An international team led by investigators in Ireland did genome sequencing on more than a dozen ancient human samples from Neolithic Age, Copper Age, Bronze Age, and Iron Age burial sites in Hungary to retrace population transitions on the Great Hungarian Plain over some 5,000 years.

As they reported in Nature Communications, the researchers sequenced DNA from dense, petrous inner ear bone samples from 13 Hungarian individuals, representing various stages of transition from a hunter-gatherer to agricultural lifestyle in the Great Hungarian Plain area, a well-traversed and archeologically rich region in southern and eastern Hungary.

With these samples, the team generated genome sequences that ranged in depth from 0.1-fold to more than 22-fold average coverage apiece, comparing these sequences to one another and to hundreds of other sequences or variant sets for ancient individuals from Europe, the Near East, and the Caucasus.

From the variants detected in the ancient Hungarian samples, authors of the study outlined genomic changes and apparent population patterns that marked each cultural transition.

For example, their findings suggest that variants associated with lighter skin pigmentation became more predominant as hunter-gatherer populations mixed with incoming agricultural individuals, though even the most recent samples did not carry known variants associated with the ability to digest the milk sugar lactose.

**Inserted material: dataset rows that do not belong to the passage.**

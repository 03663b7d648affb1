use std::time::Duration;

use reqwest::header::CONTENT_TYPE;
use url::Url;

use crate::api::ControlApi;
use crate::error::AdminError;

/// reqwest-backed [`ControlApi`] for a cluster whose control plane speaks
/// HTTP: admin requests are POSTed as JSON to one endpoint, node health is
/// read with a GET per serving node.
#[derive(Debug, Clone)]
pub struct HttpControlApi {
    client: reqwest::Client,
    admin_url: Url,
    health_urls: Vec<Url>,
}

impl HttpControlApi {
    #[must_use]
    pub fn builder(admin_url: Url) -> HttpControlApiBuilder {
        HttpControlApiBuilder {
            admin_url,
            health_urls: Vec::new(),
            timeout: None,
            client: None,
        }
    }

    #[must_use]
    pub fn admin_url(&self) -> &Url {
        &self.admin_url
    }
}

#[derive(Debug)]
pub struct HttpControlApiBuilder {
    admin_url: Url,
    health_urls: Vec<Url>,
    timeout: Option<Duration>,
    client: Option<reqwest::Client>,
}

impl HttpControlApiBuilder {
    /// Register one node's health endpoint. Call once per serving node.
    #[must_use]
    pub fn health_url(mut self, url: Url) -> Self {
        self.health_urls.push(url);
        self
    }

    /// Per-request timeout. Ignored when a custom client is supplied.
    #[must_use]
    pub fn timeout(mut self, timeout: Duration) -> Self {
        self.timeout = Some(timeout);
        self
    }

    /// Use a caller-configured client instead of the shared one.
    #[must_use]
    pub fn client(mut self, client: reqwest::Client) -> Self {
        self.client = Some(client);
        self
    }

    pub fn build(self) -> Result<HttpControlApi, reqwest::Error> {
        let client = match (self.client, self.timeout) {
            (Some(client), _) => client,
            (None, Some(timeout)) => crate::http_client_with_timeout(timeout)?,
            (None, None) => crate::http_client().clone(),
        };
        Ok(HttpControlApi {
            client,
            admin_url: self.admin_url,
            health_urls: self.health_urls,
        })
    }
}

impl ControlApi for HttpControlApi {
    async fn admin_post(&self, body: &[u8]) -> Result<Vec<u8>, AdminError> {
        let response = self
            .client
            .post(self.admin_url.clone())
            .header(CONTENT_TYPE, "application/json")
            .body(body.to_vec())
            .send()
            .await?;

        let status = response.status();
        if !status.is_success() {
            return Err(AdminError::Http { status });
        }
        Ok(response.bytes().await?.to_vec())
    }

    async fn health(&self) -> Result<Vec<String>, AdminError> {
        let mut reports = Vec::with_capacity(self.health_urls.len());
        for url in &self.health_urls {
            let response = self.client.get(url.clone()).send().await?;
            let status = response.status();
            if !status.is_success() {
                return Err(AdminError::Http { status });
            }
            reports.push(response.text().await?);
        }
        Ok(reports)
    }
}
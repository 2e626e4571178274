//! Server Startup Tests
//!
//! Tests for application state construction, configuration loading and the
//! public HTTP surface of the router.

mod common;

use axum::{body::Body, http::Request, http::StatusCode};
use serial_test::serial;
use std::fs;
use tempfile::TempDir;
use tower::util::ServiceExt;

use call_gateway::config::{ApiKey, ConfigError};
use call_gateway::{AppState, ServerConfig, StartupError, create_app};
use common::{ScriptedAssistant, TestGateway, test_config};

fn config_with_key() -> ServerConfig {
    ServerConfig {
        openai_api_key: Some(ApiKey::from("sk-test")),
        ..test_config()
    }
}

/// Health check answers without any call traffic
#[tokio::test]
async fn test_health_check() {
    let state = AppState::new(config_with_key()).unwrap();
    let app = create_app(state);

    let request = Request::builder().uri("/").body(Body::empty()).unwrap();
    let response = app.oneshot(request).await.unwrap();

    assert_eq!(response.status(), StatusCode::OK);
    let body = axum::body::to_bytes(response.into_body(), 1024).await.unwrap();
    let json: serde_json::Value = serde_json::from_slice(&body).unwrap();
    assert_eq!(json["status"], "OK");
}

/// Security headers are applied to every response
#[tokio::test]
async fn test_security_headers() {
    let state = AppState::new(config_with_key()).unwrap();
    let app = create_app(state);

    let request = Request::builder().uri("/").body(Body::empty()).unwrap();
    let response = app.oneshot(request).await.unwrap();

    let headers = response.headers();
    assert_eq!(headers["x-content-type-options"], "nosniff");
    assert_eq!(headers["x-frame-options"], "DENY");
}

/// Unknown paths are not routed to the call handler
#[tokio::test]
async fn test_unknown_route_is_not_found() {
    let gateway = TestGateway::start(test_config(), vec![], ScriptedAssistant::new(vec![])).await;
    let response = reqwest::get(format!("http://{}/realtime", gateway.addr))
        .await
        .unwrap();
    assert_eq!(response.status(), reqwest::StatusCode::NOT_FOUND);
}

/// A plain GET on the call route is refused without taking a connection slot
#[tokio::test]
async fn test_call_route_requires_websocket_upgrade() {
    let gateway = TestGateway::start(test_config(), vec![], ScriptedAssistant::new(vec![])).await;
    let response = reqwest::get(format!("http://{}/call", gateway.addr))
        .await
        .unwrap();
    assert!(response.status().is_client_error());
    assert_eq!(gateway.state.ws_connection_count(), 0);
}

/// Startup fails early when providers cannot be configured
#[test]
fn test_missing_api_key_fails_startup() {
    let result = AppState::new(test_config());
    assert!(matches!(result, Err(StartupError::Stt(_))));
}

#[test]
fn test_unknown_assistant_provider_fails_startup() {
    let config = ServerConfig {
        assistant_provider: "nonexistent".to_string(),
        ..config_with_key()
    };
    assert!(matches!(
        AppState::new(config),
        Err(StartupError::Assistant(_))
    ));
}

/// YAML configuration is loaded, merged and validated
#[test]
#[serial]
fn test_config_file_loading() {
    let dir = TempDir::new().unwrap();
    let path = dir.path().join("config.yaml");
    fs::write(
        &path,
        r#"
server:
  host: "127.0.0.1"
  port: 4100
openai:
  api_key: "sk-yaml"
call:
  greeting_delay_ms: 250
  speak_first: true
  opening_line: "Thanks for calling, how can I help?"
security:
  max_connections_per_ip: 5
"#,
    )
    .unwrap();

    let config = ServerConfig::from_file(&path).unwrap();
    assert_eq!(config.address(), "127.0.0.1:4100");
    assert_eq!(config.max_connections_per_ip, 5);

    let settings = config.call_settings();
    assert_eq!(settings.greeting_delay.as_millis(), 250);
    assert!(settings.speak_first);
    assert_eq!(
        settings.opening_line.as_deref(),
        Some("Thanks for calling, how can I help?")
    );

    assert!(AppState::new(config).is_ok());
}

#[test]
#[serial]
fn test_invalid_config_file_is_rejected() {
    let dir = TempDir::new().unwrap();
    let path = dir.path().join("config.yaml");
    fs::write(&path, "call:\n  send_queue_capacity: 0\n").unwrap();

    match ServerConfig::from_file(&path) {
        Err(ConfigError::InvalidValue { name, .. }) => assert_eq!(name, "send_queue_capacity"),
        other => panic!("expected invalid send_queue_capacity, got {other:?}"),
    }
}
impl ConversationOrchestrator {
    pub fn new(
        session_id: impl Into<String>,
        assistant: SharedAssistant,
        sender: SessionSender,
        settings: CallSettings,
        completion: CompletionCallback,
    ) -> Self {
        let session_id = session_id.into();
        let mut call_log = CallLog::new();
        call_log.append(CallEvent::Init, Some(json!({ "session_id": session_id })));

        Self {
            session_id,
            state: CallState::Init,
            history: History::new(),
            call_log,
            assistant,
            sender,
            settings,
            completion: Some(completion),
            queued: VecDeque::new(),
            in_flight: None,
            pending_tool: None,
        }
    }

    pub fn state(&self) -> CallState {
        self.state
    }

    pub fn history(&self) -> &History {
        &self.history
    }

    pub fn call_log(&self) -> &CallLog {
        &self.call_log
    }

    /// Start the call with the configured greeting, then serve events until
    /// the call ends. Returns the orchestrator in its final state.
    pub async fn run(mut self, mut events: mpsc::Receiver<SessionEvent>) -> Self {
        let delay = self.settings.greeting_delay;
        let play_tone = self.settings.play_greeting_tone;
        self.begin(delay, play_tone).await;

        while self.state != CallState::Ended {
            let next = tokio::select! {
                event = events.recv() => Next::Event(event),
                stage = wait_turn(&mut self.in_flight) => Next::Turn(stage),
            };

            match next {
                Next::Event(Some(event)) => self.handle_event(event).await,
                // Session dropped without a hangup event
                Next::Event(None) => self.on_hangup(),
                Next::Turn(stage) => {
                    self.in_flight = None;
                    self.handle_stage(stage).await;
                }
            }
        }
        self
    }

    /// `Init -> Ready`: optional greeting cue, wait `delay`, log `READY` and
    /// send `RDY`. When configured to speak first the call moves on to
    /// `Responding` while the opening line is produced and spoken.
    pub async fn begin(&mut self, delay: Duration, play_greeting_tone: bool) {
        if self.state != CallState::Init {
            return;
        }

        if let Some(banner) = self.settings.banner.clone() {
            self.send_meta(banner).await;
        }
        if play_greeting_tone && let Err(e) = self.sender.play_greeting().await {
            debug!(session_id = %self.session_id, error = %e, "Greeting tone not delivered");
        }
        if !delay.is_zero() {
            tokio::time::sleep(delay).await;
        }

        self.state = CallState::Ready;
        self.call_log.append(CallEvent::Ready, None);
        self.send_token(ControlToken::Ready).await;
        info!(session_id = %self.session_id, "Call ready for input");

        if self.settings.speak_first {
            self.speak_opening_line().await;
        }
    }

    /// Runs as in-flight work like any other turn, so interrupts and hangups
    /// are handled while the line is generated and spoken.
    async fn speak_opening_line(&mut self) {
        self.state = CallState::Responding;

        if let Some(line) = self.settings.opening_line.clone() {
            return self.on_opening_line(Ok(line)).await;
        }

        let assistant = self.assistant.clone();
        let retry = self.settings.retry.clone();
        self.in_flight = Some(tokio::spawn(async move {
            TurnStage::Opened(with_retry(&retry, "opening_line", || assistant.opening_line()).await)
        }));
    }

    async fn on_opening_line(&mut self, line: AssistantResult<String>) {
        match line {
            Ok(line) => {
                self.record(Turn::assistant(line.clone()));
                self.send_meta(transcript_line("assistant", &line)).await;

                let assistant = self.assistant.clone();
                let sender = self.sender.clone();
                let retry = self.settings.retry.clone();
                self.in_flight = Some(tokio::spawn(async move {
                    speak(assistant, sender, retry, line).await;
                    TurnStage::Spoken
                }));
            }
            Err(e) => {
                warn!(session_id = %self.session_id, error = %e, "No opening line, waiting for caller");
                self.resume_listening().await;
            }
        }
    }

    async fn handle_event(&mut self, event: SessionEvent) {
        match event {
            SessionEvent::Utterance(transcript) => self.on_utterance(transcript).await,
            SessionEvent::Interrupt => self.on_interrupt(),
            SessionEvent::Hangup => self.on_hangup(),
            SessionEvent::Ready | SessionEvent::ClearBuffer => {
                debug!(session_id = %self.session_id, ?event, "Ignoring server token sent by client");
            }
            SessionEvent::Unknown(text) => {
                debug!(session_id = %self.session_id, text = %text, "Client status line");
            }
        }
    }

    async fn on_utterance(&mut self, transcript: String) {
        match self.state {
            CallState::Ended => {
                warn!(session_id = %self.session_id, "Utterance after call ended, rejected");
            }
            CallState::Init | CallState::Responding => {
                debug!(
                    session_id = %self.session_id,
                    queued = self.queued.len() + 1,
                    "Turn in progress, utterance queued"
                );
                self.queued.push_back(transcript);
            }
            CallState::Ready | CallState::Listening => self.start_turn(transcript).await,
        }
    }

    /// `Ready/Listening -> Responding`.
    async fn start_turn(&mut self, transcript: String) {
        self.state = CallState::Responding;
        self.send_token(ControlToken::ClearBuffer).await;
        self.send_meta(transcript_line("user", &transcript)).await;
        self.record(Turn::user(transcript));

        let assistant = self.assistant.clone();
        let history = self.history.snapshot();
        let retry = self.settings.retry.clone();
        self.in_flight = Some(tokio::spawn(async move {
            let started = Instant::now();
            let reply = with_retry(&retry, "response", || assistant.respond(&history)).await;
            TurnStage::Replied {
                reply,
                elapsed: started.elapsed(),
            }
        }));
    }

    async fn handle_stage(&mut self, stage: Result<TurnStage, JoinError>) {
        match stage {
            Ok(TurnStage::Opened(line)) => self.on_opening_line(line).await,
            Ok(TurnStage::Replied {
                reply: Ok(reply),
                elapsed,
            }) => self.on_reply(reply, elapsed).await,
            Ok(TurnStage::Replied { reply: Err(e), .. }) => self.fail_call(e.into()).await,
            Ok(TurnStage::Spoken) => {
                let tool = self.pending_tool.take();
                self.complete_turn(tool).await;
            }
            Err(e) => {
                error!(session_id = %self.session_id, error = %e, "Assistant task failed");
                self.sender.end_call().await;
                self.finish(EndReason::AssistantFailure);
            }
        }
    }

    async fn on_reply(&mut self, reply: AssistantReply, elapsed: Duration) {
        self.send_meta(timing_line("response", elapsed.as_millis()))
            .await;

        let Some(content) = reply.content else {
            return self.complete_turn(reply.selected_tool).await;
        };

        self.record(Turn::assistant(content.clone()));
        self.send_meta(transcript_line("assistant", &content)).await;
        self.pending_tool = reply.selected_tool;

        let assistant = self.assistant.clone();
        let sender = self.sender.clone();
        let retry = self.settings.retry.clone();
        self.in_flight = Some(tokio::spawn(async move {
            speak(assistant, sender, retry, content).await;
            TurnStage::Spoken
        }));
    }

    /// Apply the turn's tool selection, then listen again or end the call.
    async fn complete_turn(&mut self, tool: Option<ToolSelection>) {
        match tool {
            Some(ToolSelection::EndCall) => {
                self.call_log.append(
                    CallEvent::ToolSelected,
                    Some(json!({ "tool": END_CALL_TOOL })),
                );
                info!(session_id = %self.session_id, "Assistant ended the call");
                self.send_meta(HANGUP_MESSAGE).await;
                self.sender.end_call().await;
                self.finish(EndReason::AssistantHangup);
            }
            Some(ToolSelection::Other(name)) => {
                warn!(
                    session_id = %self.session_id,
                    "{}",
                    CallError::UnsupportedTool(name.clone())
                );
                self.call_log
                    .append(CallEvent::ToolSelected, Some(json!({ "tool": name })));
                self.resume_listening().await;
            }
            None => self.resume_listening().await,
        }
    }

    async fn resume_listening(&mut self) {
        self.state = CallState::Listening;
        if let Some(next) = self.queued.pop_front() {
            self.start_turn(next).await;
        }
    }

    async fn fail_call(&mut self, error: CallError) {
        error!(session_id = %self.session_id, error = %error, "Ending call after assistant failure");
        self.send_meta(ASSISTANT_FAILED_MESSAGE).await;
        self.sender.end_call().await;
        self.finish(EndReason::AssistantFailure);
    }

    /// Interrupts never cancel in-flight assistant work.
    fn on_interrupt(&mut self) {
        if self.state == CallState::Ended {
            return;
        }
        debug!(session_id = %self.session_id, state = ?self.state, "Caller interrupted");
        self.record(Turn::user(INTERRUPTED_MESSAGE));
    }

    fn on_hangup(&mut self) {
        if let Some(turn) = self.in_flight.take() {
            turn.abort();
        }
        self.finish(EndReason::CallerHangup);
    }

    /// Move to `Ended`, append `CALL_ENDED` and deliver the call log. Only the
    /// first call has any effect.
    fn finish(&mut self, reason: EndReason) {
        if self.state == CallState::Ended {
            return;
        }
        self.state = CallState::Ended;
        self.queued.clear();
        self.call_log.append(
            CallEvent::CallEnded,
            Some(json!({ "reason": reason.as_str() })),
        );

        info!(
            session_id = %self.session_id,
            reason = reason.as_str(),
            turns = self.history.len(),
            log_entries = self.call_log.len(),
            "Call ended"
        );

        if let Some(completion) = self.completion.take() {
            completion(self.call_log.entries().to_vec());
        }
    }

    fn record(&mut self, turn: Turn) {
        self.call_log.append(
            CallEvent::Transcript,
            Some(json!({ "role": turn.role, "content": turn.content })),
        );
        self.history.push(turn);
    }

    async fn send_meta(&self, text: impl Into<String>) {
        if let Err(e) = self.sender.send_meta(text).await {
            debug!(session_id = %self.session_id, error = %e, "Status line not delivered");
        }
    }

    async fn send_token(&self, token: ControlToken) {
        if let Err(e) = self.sender.send_token(token).await {
            debug!(session_id = %self.session_id, token = %token, error = %e, "Token not delivered");
        }
    }
}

"[O]ur results … imply that the great changes in prehistoric technology, including the adoption of farming, followed by the first use of the hard metals, bronze and then iron, were each associated with the substantial influx of new people," co-corresponding author Dan Bradley, with the Trinity College Dublin Smurfit Institute of Genetics, said in a statement.

"We can no longer believe these fundamental innovations were simply absorbed by existing populations in a sort of cultural osmosis," Bradley added.